Technical Highlights… • Isoefficiency is the rate at which problem size must be increased w.r.t. number of processors, to maintain constant efficiency. • This rate is critical, since it is ultimately limited by total memory size. • Isoefficiency is a key indicator of a program’s ability to scale to very large machine configurations. • Isoefficiency analysis will be used extensively for performance projection and scaling properties.

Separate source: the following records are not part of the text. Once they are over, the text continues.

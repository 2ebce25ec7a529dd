use serde::{Deserialize, Serialize};

use crate::errors::DomainError;

#[derive(Clone, Debug, PartialEq, Eq, Hash, PartialOrd, Ord, Serialize, Deserialize)]
#[serde(transparent)]
pub struct ProductId(pub String);

impl ProductId {
    pub fn generate() -> Self {
        Self(uuid::Uuid::new_v4().to_string())
    }

    pub fn as_str(&self) -> &str {
        &self.0
    }
}

impl From<&str> for ProductId {
    fn from(value: &str) -> Self {
        Self(value.to_string())
    }
}

impl std::fmt::Display for ProductId {
    fn fmt(&self, f: &mut std::fmt::Formatter<'_>) -> std::fmt::Result {
        f.write_str(&self.0)
    }
}

/// Review columns carried with a product record.
///
/// The catalog stores reviews as parallel lists; the core never looks inside them.
#[derive(Clone, Debug, Default, PartialEq, Serialize, Deserialize)]
pub struct ProductReviews {
    #[serde(rename = "user_id", default)]
    pub user_ids: Vec<String>,
    #[serde(rename = "user_name", default)]
    pub user_names: Vec<String>,
    #[serde(rename = "review_id", default)]
    pub review_ids: Vec<String>,
    #[serde(rename = "review_title", default)]
    pub review_titles: Vec<String>,
    #[serde(rename = "review_content", default)]
    pub content: String,
}

/// A catalog entry in the flat record shape the catalog file uses.
#[derive(Clone, Debug, PartialEq, Serialize, Deserialize)]
pub struct Product {
    #[serde(rename = "product_id")]
    pub id: ProductId,
    #[serde(rename = "product_name")]
    pub name: String,
    #[serde(rename = "category", default)]
    pub categories: Vec<String>,
    pub discounted_price: f64,
    #[serde(default)]
    pub actual_price: f64,
    #[serde(default)]
    pub discount_percentage: String,
    #[serde(default)]
    pub rating: f64,
    #[serde(default)]
    pub rating_count: u64,
    #[serde(default)]
    pub about_product: String,
    #[serde(flatten)]
    pub reviews: ProductReviews,
    #[serde(default)]
    pub img_link: String,
    #[serde(default)]
    pub product_link: String,
}

impl Product {
    /// Popularity used by the recommendation fallback and by `rating_desc` ties.
    pub fn popularity(&self) -> f64 {
        self.rating * self.rating_count as f64
    }

    pub fn from_draft(id: ProductId, draft: ProductDraft) -> Self {
        let draft = draft.normalized();
        Self {
            id,
            name: draft.name,
            categories: draft.categories,
            discounted_price: draft.discounted_price,
            actual_price: draft.actual_price,
            discount_percentage: draft.discount_percentage,
            rating: draft.rating,
            rating_count: draft.rating_count,
            about_product: draft.about_product,
            reviews: draft.reviews,
            img_link: draft.img_link,
            product_link: draft.product_link,
        }
    }
}

/// Create/update payload: a product without its identifier.
#[derive(Clone, Debug, PartialEq, Serialize, Deserialize)]
pub struct ProductDraft {
    #[serde(rename = "product_name")]
    pub name: String,
    #[serde(rename = "category", default)]
    pub categories: Vec<String>,
    pub discounted_price: f64,
    #[serde(default)]
    pub actual_price: f64,
    #[serde(default)]
    pub discount_percentage: String,
    #[serde(default)]
    pub rating: f64,
    #[serde(default)]
    pub rating_count: u64,
    #[serde(default)]
    pub about_product: String,
    #[serde(flatten)]
    pub reviews: ProductReviews,
    #[serde(default)]
    pub img_link: String,
    #[serde(default)]
    pub product_link: String,
}

impl ProductDraft {
    pub fn validate(&self) -> Result<(), DomainError> {
        if self.name.trim().is_empty() {
            return Err(DomainError::Validation("product_name must not be empty".to_string()));
        }
        if !self.discounted_price.is_finite() || self.discounted_price < 0.0 {
            return Err(DomainError::Validation(
                "discounted_price must be a non-negative number".to_string(),
            ));
        }
        if !self.actual_price.is_finite() || self.actual_price < 0.0 {
            return Err(DomainError::Validation(
                "actual_price must be a non-negative number".to_string(),
            ));
        }
        if !(0.0..=5.0).contains(&self.rating) {
            return Err(DomainError::Validation("rating must be in range 0.0..=5.0".to_string()));
        }
        Ok(())
    }

    /// Trims the free-text fields the way the catalog has always stored them.
    pub fn normalized(mut self) -> Self {
        self.name = self.name.trim().to_string();
        self.discount_percentage = self.discount_percentage.trim().to_string();
        self.about_product = self.about_product.trim().to_string();
        self.reviews.content = self.reviews.content.trim().to_string();
        self.img_link = self.img_link.trim().to_string();
        self.product_link = self.product_link.trim().to_string();
        self
    }
}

Architecture • We target the following currently available architectures • IBM JS20/21 and BlueGene/L platforms • Cray X1/XT3 • AMD Opteron multicore SMP and SMP clusters • Intel Xeon multicore SMP and SMP clusters • These platforms represent a wide range of currently available architectural extremes. _______________________________________________ Intel, AMD, and IBM JS21 platforms are available locally at Purdue. We intend to get access to the BlueGene at LLNL and the Cray XT3 at ORNL.
Implementation • Current implementations are MPI based. • The Spike tooklit will be ported to • POSIX and OpenMP • UPC and CAF • Titanium and X10 (if releases are available) • These implementations will be comprehensively benchmarked across platforms.